------ Input data

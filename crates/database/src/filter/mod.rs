//! Query-string filters compiled into parameterized SQL.
//!
//! Compilation is pure: it turns [`QueryParams`] into a [`WhereClause`]
//! (conditions plus positional parameters) and never touches the pool.
//! Callers execute the result through [`CompiledQuery::arguments`].

pub mod customer_filter;
pub mod params;
pub mod where_clause;

pub use customer_filter::{city_condition, city_params, CustomerFilter};
pub use params::{Pagination, ParamValue, QueryParams};
pub use where_clause::{count_placeholders, placeholders, CompiledQuery, SqlValue, WhereClause};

------------

→ **Directions**
Return, without any change, only the lines from the one containing "into parameterized SQL." through the last line of the entries above.

→ **Task result**
//! Query-string filters compiled into parameterized SQL.
//!
//! Compilation is pure: it turns [`QueryParams`] into a [`WhereClause`]
//! (conditions plus positional parameters) and never touches the pool.
//! Callers execute the result through [`CompiledQuery::arguments`].

pub mod customer_filter;
pub mod params;
pub mod where_clause;

pub use customer_filter::{city_condition, city_params, CustomerFilter};
pub use params::{Pagination, ParamValue, QueryParams};
pub use where_clause::{count_placeholders, placeholders, CompiledQuery, SqlValue, WhereClause};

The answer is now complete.